En esta mirada —que tiene también muchas luces de progreso, aunque no aluda ahora a ellas—, me quiero detener en el mundo católico, donde —también lo han dicho nuestros obispos— caben varias posturas entre los católicos: la desesperanza del que se lamenta sin buscar remedio: Dios, la oración, los sacramentos, el trabajo, la acción política leal, sin desprecios altaneros con la excusa de que esta actividad pringa. Otra actitud sería el enfrentamiento: si el desaliento no es cristiano, la confrontación lo es menos. No hay que olvidar que la democracia moderna nació en el seno de una cultura cristiana. Y no es preciso el choque, sino que serán las ofertas valientes, razonables, dialogadas, estudiadas, las que la devuelvan al servicio del hombre. Además, la grandeza de la democracia está en la convivencia de personas y grupos con modos diversos de entender las cosas. Tampoco sería cristiano el sometimiento del que esconde o disimula su identidad.

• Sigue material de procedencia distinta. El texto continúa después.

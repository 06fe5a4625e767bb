//! fsscript_scanner: Lexical front end for fsscript formulas.
//!
//! [`Scanner`] turns source text into raw tokens:
//! - identifiers with case-insensitive reserved words
//! - decimal, exponent and hex numbers
//! - `"..."`, `'...'` and `` `...` `` strings
//! - template sources with `${ ... }` substitutions
//!
//! [`TokenStream`] wraps the scanner and applies the statement-boundary and
//! delimiter rewrites the parser expects. Parsers normally pull from the
//! stream:
//!
//! ```
//! use fsscript_scanner::TokenStream;
//! use fsscript_syntax::SyntaxKind;
//!
//! let kinds: Vec<SyntaxKind> = TokenStream::new("a = 1\nb = 2").map(|t| t.kind).collect();
//! assert_eq!(kinds[3], SyntaxKind::SemicolonToken);
//! ```

mod char_codes;
mod cursor;
mod scanner;
mod token;
mod transform;

pub use fsscript_options::{ScannerOptions, SourceMode};
pub use scanner::Scanner;
pub use token::{Token, TokenValue};
pub use transform::TokenStream;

Como católicos españoles hemos de mirar España, en primer lugar, con el bagaje que tenemos: Jesucristo. No, no vamos a poner a Cristo a ningún lado de la política, pero la identidad del cristiano es ser otro Cristo. Y desde esa perspectiva ha de mirar y vivir su mundo, al que ama. Ahora bien, ese católico necesita digerir la ciencia de la fe —ha de estar formado—, necesita la práctica dominical con la presencia de Jesús en la Eucaristía, requiere la asidua recepción del sacramento de la penitencia, puesto que es pecador y ha de recibir sin conciencia de pecado mortal al Señor sacramentado. Ha de conocer y vivir las exigencias de los Mandamientos, verdadera hoja de ruta de la vida humana feliz. Porque la fuerza de la oración y los sacramentos, la fe creída, ha de mostrarse en la vida diaria: laboral, familiar, social, lúdica, etc. Esto no es un programa político sino de vida cristiana honda y seria, capaz de amar y difundir todo lo que de bueno, todo lo que de bello, todo lo que de verdadero tiene nuestra sociedad. Son esos cristianos íntegros quienes pueden aportar humanidad y valores a una sociedad civil y política que se tambalea. Seguramente no convergirán sus soluciones, pero procederán de la razón sanada por la fe, y estarán en condiciones de aportar valores regeneradores a este mundo nuestro. Este puede ser el programa frente a los principios disgregadores de la convivencia en España, frente al hombre desleído en el pensamiento débil. Y será «obra de cristianos convertidos y convencidos, maduros en su fe».